County officials worked with management of the five-ring Carson & Barnes Circus to stage the show outdoors instead, according to Battalion Chief John Scholz, a fire department spokesman.
While the circus operators decided to cancel a second performance last night, they planned to go on with the show and an altered schedule today under the biggest big top -- the sky -- at 2 p.m., 4 p.m. and 7 p.m.
Scholz said the fire department was alerted yesterday that the tent was being erected at the fairgrounds in Crownsville and found that the operators had not obtained a county permit for a tent being used for public assembly.

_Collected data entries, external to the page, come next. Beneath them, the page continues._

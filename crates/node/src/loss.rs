//! Relay-with-loss: the retry sender's lossy counterpart.

use crate::{Context, TrafficCounters};
use rand::Rng;
use relaynet_core::{Action, ProtocolError};
use relaynet_types::{LinkId, Message, NodeId};
use tracing::debug;

/// Lossy counterpart: drops each received message with probability
/// `p_loss`, otherwise answers with a freshly generated message toward a
/// uniformly random peer (self excluded), sent on the node's first link.
///
/// Stateless between messages: no retained buffer, no timer. Each arrival
/// independently produces one new message or none. A drop is terminal for
/// that message instance and intentional, not an error.
#[derive(Debug)]
pub struct LossRelay {
    p_loss: f64,
}

impl LossRelay {
    /// Default drop probability.
    pub const DEFAULT_P_LOSS: f64 = 0.1;

    /// Create a relay with the given drop probability, clamped to [0, 1].
    pub fn new(p_loss: f64) -> Self {
        Self {
            p_loss: p_loss.clamp(0.0, 1.0),
        }
    }

    pub(crate) fn on_message(
        &mut self,
        node: NodeId,
        counters: &mut TrafficCounters,
        message: Message,
        ctx: &mut Context<'_>,
    ) -> Result<Vec<Action>, ProtocolError> {
        counters.received += 1;

        if self.p_loss > 0.0 && ctx.rng.gen::<f64>() < self.p_loss {
            debug!(%node, %message, "losing message");
            return Ok(Vec::new());
        }

        let destination = ctx
            .topology
            .pick_uniform_destination(node, true, ctx.rng)
            .map_err(|e| ProtocolError::routing(node, e))?;
        let reply = Message::data(ctx.messages.next_id(), node, destination);
        counters.sent += 1;
        debug!(%node, message = %reply, "sending back acknowledgment");

        Ok(vec![Action::Send {
            link: LinkId::FIRST,
            message: reply,
        }])
    }
}
//! Relay node state machines.
//!
//! A node is invoked once per delivered event and runs to completion,
//! returning the actions the driver should perform. The four relay
//! policies form a closed enum dispatched by `match`:
//!
//! - [`RetrySender`]: retains its message and retransmits on timeout
//!   until an acknowledgment supersedes it;
//! - [`LossRelay`]: drops with probability `p_loss`, otherwise answers
//!   with a fresh message toward a random peer;
//! - [`DelayForwarder`]: holds each message for a propagation delay
//!   before hopping it toward its destination;
//! - [`HopForwarder`]: random-walk forwarding with hop counting and
//!   arrival statistics.
//!
//! All randomness reaches a handler through [`Context`], which threads the
//! driver's seeded stream, so runs replay exactly from a seed.

mod context;
mod delay;
mod loss;
mod node;
mod random_hop;
mod retry;

pub use context::Context;
pub use delay::DelayForwarder;
pub use loss::LossRelay;
pub use node::{Behavior, RelayNode, TrafficCounters};
pub use random_hop::HopForwarder;
pub use retry::RetrySender;
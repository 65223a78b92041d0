//! Configuration types for the scenario runner.

use serde::{Deserialize, Serialize};
use std::fmt;
use std::time::Duration;

/// Which relay network to assemble.
#[derive(Clone, Copy, Debug, Default, PartialEq, Eq, Serialize, Deserialize)]
#[serde(rename_all = "kebab-case")]
pub enum Scenario {
    /// Two nodes: a retransmitting sender against a lossy responder.
    #[default]
    Retry,

    /// Unidirectional ring of hold-and-forward nodes.
    Delay,

    /// Full mesh walked by a single randomly forwarded message.
    RandomHop,
}

impl fmt::Display for Scenario {
    fn fmt(&self, f: &mut fmt::Formatter<'_>) -> fmt::Result {
        match self {
            Scenario::Retry => write!(f, "retry"),
            Scenario::Delay => write!(f, "delay"),
            Scenario::RandomHop => write!(f, "random-hop"),
        }
    }
}

/// Configuration for a simulation run.
///
/// Time-valued fields are seconds as `f64`; they are converted to
/// `Duration` when the network is assembled. Consumed once at build time,
/// immutable afterwards.
#[derive(Clone, Debug, Serialize, Deserialize)]
pub struct ScenarioConfig {
    /// Network to assemble.
    pub scenario: Scenario,

    /// Number of nodes. The retry scenario is always a pair.
    pub nodes: u32,

    /// Retransmission timeout in seconds (retry scenario).
    pub retry_timeout: f64,

    /// Per-message drop probability at the lossy responder.
    pub p_loss: f64,

    /// Hold duration in seconds applied by each delay forwarder.
    pub hold_delay: f64,

    /// Propagation delay in seconds on every link.
    pub link_delay: f64,

    /// Transit loss probability on every link.
    pub link_loss: f64,

    /// Random seed for deterministic simulation.
    pub seed: u64,
}

impl ScenarioConfig {
    /// Create a configuration for the given scenario with its preset
    /// shape.
    pub fn new(scenario: Scenario) -> Self {
        match scenario {
            Scenario::Retry => Self::retry(),
            Scenario::Delay => Self::delay(),
            Scenario::RandomHop => Self::random_hop(),
        }
    }

    /// Retransmitting sender and lossy responder on a two-node pair.
    pub fn retry() -> Self {
        Self {
            scenario: Scenario::Retry,
            nodes: 2,
            retry_timeout: 1.0,
            p_loss: 0.1,
            hold_delay: 1.0,
            link_delay: 0.1,
            link_loss: 0.0,
            seed: 12345,
        }
    }

    /// Hold-and-forward ring. Links carry no delay of their own; the hold
    /// models the propagation time.
    pub fn delay() -> Self {
        Self {
            scenario: Scenario::Delay,
            nodes: 2,
            retry_timeout: 1.0,
            p_loss: 0.0,
            hold_delay: 1.0,
            link_delay: 0.0,
            link_loss: 0.0,
            seed: 12345,
        }
    }

    /// Random walk over a full mesh.
    pub fn random_hop() -> Self {
        Self {
            scenario: Scenario::RandomHop,
            nodes: 4,
            retry_timeout: 1.0,
            p_loss: 0.0,
            hold_delay: 1.0,
            link_delay: 0.1,
            link_loss: 0.0,
            seed: 12345,
        }
    }

    /// Set the number of nodes.
    pub fn with_nodes(mut self, nodes: u32) -> Self {
        self.nodes = nodes;
        self
    }

    /// Set the retransmission timeout in seconds.
    pub fn with_retry_timeout(mut self, seconds: f64) -> Self {
        self.retry_timeout = seconds;
        self
    }

    /// Set the responder drop probability, clamped to [0, 1].
    pub fn with_p_loss(mut self, p_loss: f64) -> Self {
        self.p_loss = p_loss.clamp(0.0, 1.0);
        self
    }

    /// Set the per-node hold duration in seconds.
    pub fn with_hold_delay(mut self, seconds: f64) -> Self {
        self.hold_delay = seconds;
        self
    }

    /// Set the propagation delay in seconds on every link.
    pub fn with_link_delay(mut self, seconds: f64) -> Self {
        self.link_delay = seconds;
        self
    }

    /// Set the transit loss probability on every link, clamped to [0, 1].
    pub fn with_link_loss(mut self, loss: f64) -> Self {
        self.link_loss = loss.clamp(0.0, 1.0);
        self
    }

    /// Set the random seed.
    pub fn with_seed(mut self, seed: u64) -> Self {
        self.seed = seed;
        self
    }

    /// Retransmission timeout as a duration.
    pub fn retry_timeout(&self) -> Duration {
        Duration::from_secs_f64(self.retry_timeout)
    }

    /// Hold duration as a duration.
    pub fn hold_delay(&self) -> Duration {
        Duration::from_secs_f64(self.hold_delay)
    }

    /// Link propagation delay as a duration.
    pub fn link_delay(&self) -> Duration {
        Duration::from_secs_f64(self.link_delay)
    }
}

impl Default for ScenarioConfig {
    fn default() -> Self {
        Self::retry()
    }
}

#[cfg(test)]
mod tests {
    use super::*;

    #[test]
    fn test_presets_match_their_scenario() {
        assert_eq!(ScenarioConfig::retry().scenario, Scenario::Retry);
        assert_eq!(ScenarioConfig::delay().scenario, Scenario::Delay);
        assert_eq!(ScenarioConfig::random_hop().scenario, Scenario::RandomHop);
        assert_eq!(ScenarioConfig::new(Scenario::Delay).scenario, Scenario::Delay);
    }

    #[test]
    fn test_builders_override_presets() {
        let config = ScenarioConfig::random_hop()
            .with_nodes(8)
            .with_link_delay(0.25)
            .with_seed(7);

        assert_eq!(config.nodes, 8);
        assert_eq!(config.link_delay(), Duration::from_millis(250));
        assert_eq!(config.seed, 7);
    }

    #[test]
    fn test_probabilities_are_clamped() {
        let config = ScenarioConfig::retry().with_p_loss(1.7).with_link_loss(-0.3);
        assert_eq!(config.p_loss, 1.0);
        assert_eq!(config.link_loss, 0.0);
    }

    #[test]
    fn test_seconds_convert_to_durations() {
        let config = ScenarioConfig::retry()
            .with_retry_timeout(1.5)
            .with_hold_delay(100.0);
        assert_eq!(config.retry_timeout(), Duration::from_millis(1500));
        assert_eq!(config.hold_delay(), Duration::from_secs(100));
    }

    #[test]
    fn test_scenario_names_are_kebab_case() {
        assert_eq!(Scenario::RandomHop.to_string(), "random-hop");
        let json = serde_json::to_string(&Scenario::RandomHop).unwrap();
        assert_eq!(json, "\"random-hop\"");
    }
}
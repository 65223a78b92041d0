//! Fatal protocol invariant violations.

use relaynet_types::{NodeId, TopologyError};

/// Invariant violations that abort the run.
///
/// All variants are fatal: the driver stops and reports the offending
/// event. Modeled packet loss is not represented here; a drop is an
/// intentional outcome, not an error.
#[derive(Debug, Clone, PartialEq, Eq, thiserror::Error)]
pub enum ProtocolError {
    /// A delivered message failed validation; routing state is
    /// uninterpretable past this point.
    #[error("malformed message: {detail}")]
    MalformedMessage { detail: String },

    /// Destination index outside the node-count range. Detected where the
    /// message is generated or sent, never silently clamped.
    #[error("invalid destination {destination}: network has {nodes} nodes")]
    InvalidDestination { destination: NodeId, nodes: u32 },

    /// A timer expiry reached a node whose timer is idle, or the timer
    /// wiring lost track of a live deadline. Always a scheduler or
    /// node-logic bug.
    #[error("timer misuse at {node}: {detail}")]
    TimerMisuse { node: NodeId, detail: String },

    /// A routing pick failed against the configured topology.
    #[error("routing failed at {node}: {source}")]
    Routing {
        node: NodeId,
        #[source]
        source: TopologyError,
    },
}

impl ProtocolError {
    /// Malformed-message violation with a human-readable detail.
    pub fn malformed(detail: impl Into<String>) -> Self {
        ProtocolError::MalformedMessage {
            detail: detail.into(),
        }
    }

    /// Timer-misuse violation at the given node.
    pub fn timer_misuse(node: NodeId, detail: impl Into<String>) -> Self {
        ProtocolError::TimerMisuse {
            node,
            detail: detail.into(),
        }
    }

    /// Escalate a failed routing pick at the given node.
    pub fn routing(node: NodeId, source: TopologyError) -> Self {
        ProtocolError::Routing { node, source }
    }
}
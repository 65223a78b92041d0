//! Static network topology and routing picks.

use crate::{LinkId, NodeId};
use rand::Rng;
use std::time::Duration;

/// One directed link out of a node.
#[derive(Debug, Clone, Copy, PartialEq)]
pub struct Link {
    /// Peer on the far end.
    pub to: NodeId,
    /// Propagation delay applied to traffic crossing the link.
    pub delay: Duration,
    /// Probability that traffic crossing the link is dropped in transit.
    pub loss: f64,
}

impl Link {
    /// A lossless, zero-delay link to the given peer.
    pub fn to(peer: NodeId) -> Self {
        Self {
            to: peer,
            delay: Duration::ZERO,
            loss: 0.0,
        }
    }

    /// Set the propagation delay.
    pub fn with_delay(mut self, delay: Duration) -> Self {
        self.delay = delay;
        self
    }

    /// Set the transit loss probability, clamped to [0, 1].
    pub fn with_loss(mut self, loss: f64) -> Self {
        self.loss = loss.clamp(0.0, 1.0);
        self
    }
}

/// Errors from topology lookups and routing picks.
#[derive(Debug, Clone, PartialEq, Eq, thiserror::Error)]
pub enum TopologyError {
    /// Node index outside the topology.
    #[error("node {0} is not in the topology")]
    UnknownNode(NodeId),

    /// Node has an empty link list.
    #[error("node {0} has no outgoing links")]
    NoLinks(NodeId),

    /// Link index outside the node's link list.
    #[error("node {node} has no link {link}")]
    NoSuchLink { node: NodeId, link: LinkId },

    /// Excluding self from a destination pick left zero candidates.
    #[error("no eligible destination for {0}: excluding self leaves no candidates")]
    NoEligibleDestination(NodeId),
}

/// Immutable network shape: one outgoing link list per node.
///
/// Built once from the scenario description and never mutated afterward.
/// All routing randomness comes from the caller's simulation-scoped RNG
/// stream, so a fixed seed replays a run exactly.
#[derive(Debug, Clone)]
pub struct Topology {
    links: Vec<Vec<Link>>,
}

impl Topology {
    /// Build a topology from explicit per-node link lists.
    pub fn new(links: Vec<Vec<Link>>) -> Self {
        Self { links }
    }

    /// Two nodes joined by symmetric links with the given delay.
    pub fn pair(delay: Duration) -> Self {
        Self::new(vec![
            vec![Link::to(NodeId(1)).with_delay(delay)],
            vec![Link::to(NodeId(0)).with_delay(delay)],
        ])
    }

    /// Unidirectional cycle: node `i` links to node `(i + 1) % n`.
    pub fn ring(n: u32, delay: Duration) -> Self {
        let links = (0..n)
            .map(|i| vec![Link::to(NodeId((i + 1) % n)).with_delay(delay)])
            .collect();
        Self::new(links)
    }

    /// Every ordered pair of distinct nodes is linked.
    pub fn full_mesh(n: u32, delay: Duration) -> Self {
        let links = (0..n)
            .map(|i| {
                (0..n)
                    .filter(|&j| j != i)
                    .map(|j| Link::to(NodeId(j)).with_delay(delay))
                    .collect()
            })
            .collect();
        Self::new(links)
    }

    /// Total number of nodes.
    pub fn node_count(&self) -> usize {
        self.links.len()
    }

    /// Whether the node index is in range.
    pub fn contains(&self, node: NodeId) -> bool {
        node.index() < self.links.len()
    }

    /// Out-degree of a node.
    pub fn neighbor_count(&self, node: NodeId) -> Result<usize, TopologyError> {
        Ok(self.links(node)?.len())
    }

    /// The node's outgoing link list.
    pub fn links(&self, node: NodeId) -> Result<&[Link], TopologyError> {
        self.links
            .get(node.index())
            .map(Vec::as_slice)
            .ok_or(TopologyError::UnknownNode(node))
    }

    /// Look up one outgoing link.
    pub fn link(&self, node: NodeId, link: LinkId) -> Result<&Link, TopologyError> {
        self.links(node)?
            .get(link.index())
            .ok_or(TopologyError::NoSuchLink { node, link })
    }

    /// Pick a destination uniformly over node indices.
    ///
    /// With `exclude_self`, the pick is uniform over the other nodes,
    /// computed by index arithmetic rather than rejection sampling: the
    /// distribution matches a retrying draw, but a degenerate topology
    /// (one node, excluding self) fails fast instead of spinning.
    pub fn pick_uniform_destination<R: Rng + ?Sized>(
        &self,
        node: NodeId,
        exclude_self: bool,
        rng: &mut R,
    ) -> Result<NodeId, TopologyError> {
        if !self.contains(node) {
            return Err(TopologyError::UnknownNode(node));
        }
        let n = self.links.len() as u32;
        if !exclude_self {
            return Ok(NodeId(rng.gen_range(0..n)));
        }
        if n <= 1 {
            return Err(TopologyError::NoEligibleDestination(node));
        }
        let pick = rng.gen_range(0..n - 1);
        Ok(NodeId(if pick >= node.0 { pick + 1 } else { pick }))
    }

    /// Pick an outgoing link uniformly over the node's full link set,
    /// including the link a message may have just arrived on.
    pub fn pick_uniform_link<R: Rng + ?Sized>(
        &self,
        node: NodeId,
        rng: &mut R,
    ) -> Result<LinkId, TopologyError> {
        let links = self.links(node)?;
        if links.is_empty() {
            return Err(TopologyError::NoLinks(node));
        }
        Ok(LinkId(rng.gen_range(0..links.len() as u32)))
    }
}
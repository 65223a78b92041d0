//! Actions returned by node handlers.

use crate::TimerId;
use relaynet_types::{LinkId, Message};
use std::time::Duration;

/// Side effects a handler asks the driver to perform.
///
/// Handlers never touch the event queue or other nodes directly; every
/// externally visible effect flows through one of these.
#[derive(Debug, Clone, PartialEq)]
pub enum Action {
    /// Transmit a message on one of the node's outgoing links. The driver
    /// applies the link's delay (and transit loss, if configured) and
    /// schedules delivery at the peer.
    Send { link: LinkId, message: Message },

    /// Reschedule a message back to this node after a delay. Models wire
    /// latency as an explicit self-loop through the event queue.
    ScheduleSelf { delay: Duration, message: Message },

    /// Arm a timer `timeout` from now. Re-arming an armed timer replaces
    /// the prior deadline; the driver cancels the superseded queue entry.
    SetTimer { id: TimerId, timeout: Duration },

    /// Disarm a timer. No-op if the timer is idle.
    CancelTimer { id: TimerId },

    /// Fire-and-forget statistic emission; must not block the driver.
    Emit { metric: &'static str, value: u64 },

    /// Update the node's display label. Cosmetic, never read back.
    SetLabel { label: String },
}

impl Action {
    /// Short name for logging and diagnostics.
    pub fn type_name(&self) -> &'static str {
        match self {
            Action::Send { .. } => "Send",
            Action::ScheduleSelf { .. } => "ScheduleSelf",
            Action::SetTimer { .. } => "SetTimer",
            Action::CancelTimer { .. } => "CancelTimer",
            Action::Emit { .. } => "Emit",
            Action::SetLabel { .. } => "SetLabel",
        }
    }
}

County Planning and Code Enforcement officials were willing to allow the tent show to take place, but the circus operators were unable to show evidence that the huge tent had passed required testing by Underwriters Laboratory for fire-retardant capability, Scholz said.
"Our concern is for the safety of the people paying money to go to the circus," he said.
A circus spokesman, Wes Rogers, said he could not recall another incident of the Oklahoma-based show being denied use of the tent -- which was set up by crew members and elephants before spectators shortly after sunrise.
Scholz said the county's concerns were unrelated to recent publicity attending publication of a book, "The Circus Fire: A True Story" by Stewart O'Nan, on the 1944 tent fire in Hartford, Conn., that killed 168 people.